[Data for this task Boundary: Start]

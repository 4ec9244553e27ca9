use std::fmt;

use chrono::{DateTime, Duration, Utc};
use serde::{Deserialize, Serialize};

#[derive(Debug, Clone, PartialEq, Eq, Serialize, Deserialize)]
#[serde(from = "String", into = "String")]
pub enum AlertFrequency {
    Immediate,
    Daily,
    Weekly,
    /// Unrecognised value kept verbatim so it round-trips through storage.
    Other(String),
}

impl AlertFrequency {
    pub fn as_str(&self) -> &str {
        match self {
            AlertFrequency::Immediate => "immediate",
            AlertFrequency::Daily => "daily",
            AlertFrequency::Weekly => "weekly",
            AlertFrequency::Other(raw) => raw.as_str(),
        }
    }

    /// Minimum gap between two alerts; `None` means the frequency never allows one.
    pub fn cooldown(&self) -> Option<Duration> {
        match self {
            AlertFrequency::Immediate => Some(Duration::hours(1)),
            AlertFrequency::Daily => Some(Duration::hours(24)),
            AlertFrequency::Weekly => Some(Duration::hours(168)),
            AlertFrequency::Other(_) => None,
        }
    }
}

impl From<String> for AlertFrequency {
    fn from(value: String) -> Self {
        match value.trim().to_ascii_lowercase().as_str() {
            "immediate" => AlertFrequency::Immediate,
            "daily" => AlertFrequency::Daily,
            "weekly" => AlertFrequency::Weekly,
            _ => AlertFrequency::Other(value),
        }
    }
}

impl From<AlertFrequency> for String {
    fn from(value: AlertFrequency) -> Self {
        match value {
            AlertFrequency::Other(raw) => raw,
            known => known.as_str().to_string(),
        }
    }
}

impl fmt::Display for AlertFrequency {
    fn fmt(&self, f: &mut fmt::Formatter<'_>) -> fmt::Result {
        f.write_str(self.as_str())
    }
}

#[derive(Debug, Clone, Serialize, Deserialize, PartialEq)]
#[serde(rename_all = "camelCase")]
pub struct BuddySystem {
    pub user_id: String,
    pub buddy_name: String,
    /// Identifier handed to the notification sink (chat handle, email, device id).
    pub buddy_contact: String,
    pub is_active: bool,
    pub alert_frequency: AlertFrequency,
    #[serde(default)]
    pub last_notification_sent: Option<DateTime<Utc>>,
    #[serde(default)]
    pub notifications_sent: u32,
}

impl BuddySystem {
    pub fn new(
        user_id: impl Into<String>,
        buddy_name: impl Into<String>,
        buddy_contact: impl Into<String>,
        alert_frequency: AlertFrequency,
    ) -> Self {
        Self {
            user_id: user_id.into(),
            buddy_name: buddy_name.into(),
            buddy_contact: buddy_contact.into(),
            is_active: true,
            alert_frequency,
            last_notification_sent: None,
            notifications_sent: 0,
        }
    }

    pub fn record_notification(&mut self, at: DateTime<Utc>) {
        self.last_notification_sent = Some(at);
        self.notifications_sent = self.notifications_sent.saturating_add(1);
    }
}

[Data for this task Boundary: End]

Assignment
Extract, word for word, each line of the listing above.

Result
repository 4ec9244553e27ca9
use std::fmt;

use chrono::{DateTime, Duration, Utc};
use serde::{Deserialize, Serialize};

#[derive(Debug, Clone, PartialEq, Eq, Serialize, Deserialize)]
#[serde(from = "String", into = "String")]
pub enum AlertFrequency {
    Immediate,
    Daily,
    Weekly,
    /// Unrecognised value kept verbatim so it round-trips through storage.
    Other(String),
}

impl AlertFrequency {
    pub fn as_str(&self) -> &str {
        match self {
            AlertFrequency::Immediate => "immediate",
            AlertFrequency::Daily => "daily",
            AlertFrequency::Weekly => "weekly",
            AlertFrequency::Other(raw) => raw.as_str(),
        }
    }

    /// Minimum gap between two alerts; `None` means the frequency never allows one.
    pub fn cooldown(&self) -> Option<Duration> {
        match self {
            AlertFrequency::Immediate => Some(Duration::hours(1)),
            AlertFrequency::Daily => Some(Duration::hours(24)),
            AlertFrequency::Weekly => Some(Duration::hours(168)),
            AlertFrequency::Other(_) => None,
        }
    }
}

impl From<String> for AlertFrequency {
    fn from(value: String) -> Self {
        match value.trim().to_ascii_lowercase().as_str() {
            "immediate" => AlertFrequency::Immediate,
            "daily" => AlertFrequency::Daily,
            "weekly" => AlertFrequency::Weekly,
            _ => AlertFrequency::Other(value),
        }
    }
}

impl From<AlertFrequency> for String {
    fn from(value: AlertFrequency) -> Self {
        match value {
            AlertFrequency::Other(raw) => raw,
            known => known.as_str().to_string(),
        }
    }
}

impl fmt::Display for AlertFrequency {
    fn fmt(&self, f: &mut fmt::Formatter<'_>) -> fmt::Result {
        f.write_str(self.as_str())
    }
}

#[derive(Debug, Clone, Serialize, Deserialize, PartialEq)]
#[serde(rename_all = "camelCase")]
pub struct BuddySystem {
    pub user_id: String,
    pub buddy_name: String,
    /// Identifier handed to the notification sink (chat handle, email, device id).
    pub buddy_contact: String,
    pub is_active: bool,
    pub alert_frequency: AlertFrequency,
    #[serde(default)]
    pub last_notification_sent: Option<DateTime<Utc>>,
    #[serde(default)]
    pub notifications_sent: u32,
}

impl BuddySystem {
    pub fn new(
        user_id: impl Into<String>,
        buddy_name: impl Into<String>,
        buddy_contact: impl Into<String>,
        alert_frequency: AlertFrequency,
    ) -> Self {
        Self {
            user_id: user_id.into(),
            buddy_name: buddy_name.into(),
            buddy_contact: buddy_contact.into(),
            is_active: true,
            alert_frequency,
            last_notification_sent: None,
            notifications_sent: 0,
        }
    }

    pub fn record_notification(&mut self, at: DateTime<Utc>) {
        self.last_notification_sent = Some(at);
        self.notifications_sent = self.notifications_sent.saturating_add(1);
    }
}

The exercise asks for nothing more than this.